In 1730, its main island, appears on a nautical chart with a Frenchified name "Island Cagade." In another letter, dated 1767, the same appears with the island carrying its name in Portuguese: "Crappy Island." "Ilha Cagáda"

Another possibility for its name is that Portuguese sailors wrongly identified the frigatebirds (fragatas in Portuguese) that nest on these islands, with the Cory's shearwater (cagarras in Portuguese) seabirds that live in the archipelagos of Madeira and the Azores (Portuguese territories): the shearwater or cagarra (Calonectris borealis) is not found on Brazilian islands.

==History of the Archipelago==

The islands are situated in proximity to the discharge in the sea of sewage from almost all the South Zone of Rio de Janeiro, through the Ipanema canal, an important work of sanitary engineering built in the 1970s in accordance with the Protocol of Annapolis.
CONAMA proposed making the Ilhas Cagarras Archipelago and Area of Relevant Ecological Interest on 14 September 1989, but nothing was done at the time.
Creation of the natural monument was due to the initiative of Mr Fernando Gabeira of the Green Party.
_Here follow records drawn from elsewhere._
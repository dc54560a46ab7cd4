//! Deal ticker
//!
//! Periodically rebuilds [`TimerState`] on the tokio runtime and publishes it on a watch channel.

use std::{
    fmt,
    sync::{Arc, Mutex, PoisonError},
    time::Duration,
};

use jiff::{SignedDuration, Timestamp};
use tokio::{
    sync::watch,
    task::JoinHandle,
    time::{Instant, MissedTickBehavior, interval_at},
};
use tracing::{debug, info};

use crate::deals::{Deal, timer::TimerState};

/// Default refresh period for deal timers.
pub const DEFAULT_PERIOD: Duration = Duration::from_secs(60);

/// Source of the current time.
pub trait Clock: Send + Sync + 'static {
    /// The current instant.
    fn now(&self) -> Timestamp;
}

/// Wall-clock time.
#[derive(Debug, Clone, Copy, Default)]
pub struct SystemClock;

impl Clock for SystemClock {
    fn now(&self) -> Timestamp {
        Timestamp::now()
    }
}

/// A clock that only moves when told to.
#[derive(Debug, Clone)]
pub struct ManualClock {
    now: Arc<Mutex<Timestamp>>,
}

impl ManualClock {
    /// Create a clock stopped at `now`.
    pub fn new(now: Timestamp) -> Self {
        Self {
            now: Arc::new(Mutex::new(now)),
        }
    }

    /// Move the clock to `now`.
    pub fn set(&self, now: Timestamp) {
        *self.now.lock().unwrap_or_else(PoisonError::into_inner) = now;
    }

    /// Move the clock forward by `by`. The clock stays put if that would leave the supported range.
    pub fn advance(&self, by: SignedDuration) {
        let mut now = self.now.lock().unwrap_or_else(PoisonError::into_inner);
        *now = now.checked_add(by).unwrap_or(*now);
    }
}

impl Clock for ManualClock {
    fn now(&self) -> Timestamp {
        *self.now.lock().unwrap_or_else(PoisonError::into_inner)
    }
}

/// Handle to a running deal ticker.
///
/// The timer state is computed once when the ticker is spawned and again every period. Dropping
/// the handle stops the background task.
pub struct DealTicker {
    task: JoinHandle<()>,
    state: watch::Receiver<TimerState>,
}

impl fmt::Debug for DealTicker {
    fn fmt(&self, f: &mut fmt::Formatter<'_>) -> fmt::Result {
        f.debug_struct("DealTicker")
            .field("finished", &self.task.is_finished())
            .field("deals", &self.state.borrow().len())
            .finish()
    }
}

impl DealTicker {
    /// Start ticking over `deals` every `period`.
    ///
    /// Must be called from within a tokio runtime.
    pub fn spawn(deals: impl Into<Arc<[Deal]>>, clock: impl Clock, period: Duration) -> Self {
        let deals: Arc<[Deal]> = deals.into();
        let (tx, state) = watch::channel(TimerState::rebuild(&deals, clock.now()));

        info!(deals = deals.len(), period = ?period, "starting deal ticker");

        let task = tokio::spawn(async move {
            let mut ticks = interval_at(Instant::now() + period, period);
            ticks.set_missed_tick_behavior(MissedTickBehavior::Skip);

            loop {
                ticks.tick().await;

                if tx.send(TimerState::rebuild(&deals, clock.now())).is_err() {
                    debug!("deal ticker has no subscribers left");
                    break;
                }
            }
        });

        Self { task, state }
    }

    /// Subscribe to timer state updates.
    pub fn subscribe(&self) -> watch::Receiver<TimerState> {
        self.state.clone()
    }

    /// The most recently published timer state.
    pub fn current(&self) -> TimerState {
        self.state.borrow().clone()
    }

    /// Stop the ticker.
    pub fn cancel(self) {
        drop(self);
    }
}

impl Drop for DealTicker {
    fn drop(&mut self) {
        self.task.abort();
        info!("stopped deal ticker");
    }
}

#[cfg(test)]
mod tests {
    use decimal_percentage::Percentage;
    use testresult::TestResult;

    use crate::deals::DealId;

    use super::*;

    fn flash_deal(now: Timestamp) -> TestResult<Deal> {
        Ok(Deal::new(
            "flash",
            "Flash deal",
            Percentage::from(0.25),
            now.checked_add(SignedDuration::from_mins(90))?,
        )?)
    }

    #[tokio::test(start_paused = true)]
    async fn computes_eagerly_on_spawn() -> TestResult {
        let now = Timestamp::from_second(1_760_000_000)?;
        let ticker = DealTicker::spawn(vec![flash_deal(now)?], ManualClock::new(now), DEFAULT_PERIOD);

        assert_eq!(
            ticker.current().label(&DealId::new("flash")).as_deref(),
            Some("1h 30m")
        );

        Ok(())
    }

    #[tokio::test(start_paused = true)]
    async fn republishes_every_period() -> TestResult {
        let now = Timestamp::from_second(1_760_000_000)?;
        let clock = ManualClock::new(now);
        let ticker = DealTicker::spawn(vec![flash_deal(now)?], clock.clone(), DEFAULT_PERIOD);
        let mut updates = ticker.subscribe();

        clock.advance(SignedDuration::from_mins(61));
        updates.changed().await?;

        assert_eq!(
            updates.borrow_and_update().label(&DealId::new("flash")).as_deref(),
            Some("29m")
        );

        clock.advance(SignedDuration::from_mins(30));
        updates.changed().await?;

        assert_eq!(
            updates.borrow_and_update().label(&DealId::new("flash")).as_deref(),
            Some("Expired")
        );

        Ok(())
    }

    #[tokio::test(start_paused = true)]
    async fn dropping_the_ticker_stops_updates() -> TestResult {
        let now = Timestamp::from_second(1_760_000_000)?;
        let ticker = DealTicker::spawn(vec![flash_deal(now)?], ManualClock::new(now), DEFAULT_PERIOD);
        let mut updates = ticker.subscribe();

        ticker.cancel();

        assert!(updates.changed().await.is_err());

        Ok(())
    }

    #[test]
    fn manual_clock_moves_only_when_told() -> TestResult {
        let now = Timestamp::from_second(1_760_000_000)?;
        let clock = ManualClock::new(now);

        assert_eq!(clock.now(), now);

        clock.advance(SignedDuration::from_secs(90));
        assert_eq!(clock.now(), now.checked_add(SignedDuration::from_secs(90))?);

        clock.set(now);
        assert_eq!(clock.now(), now);

        Ok(())
    }
}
On 13 April 2010 the incumbent vice president José Alencar signed a decree creating the Cagarras Islands Natural Monument.
The purpose was to preserve the remnants of the island ecosystem in the Atlantic Forest domain, to preserve the scenic beauty, and to maintain a refuge and nesting area for migratory shorebirds. The monument consisted of the Cagarras, Palmas and Comprida islands and the Filhote da Cagarra islet, as well as the water for 10 m around the land.
Any activity that could damage the ecosystem or disturb the aquatic fauna and sea birds was prohibited.
The consultative council was created on 14 December 2010.
The natural monument is part of the Carioca Mosaic, created in 2011.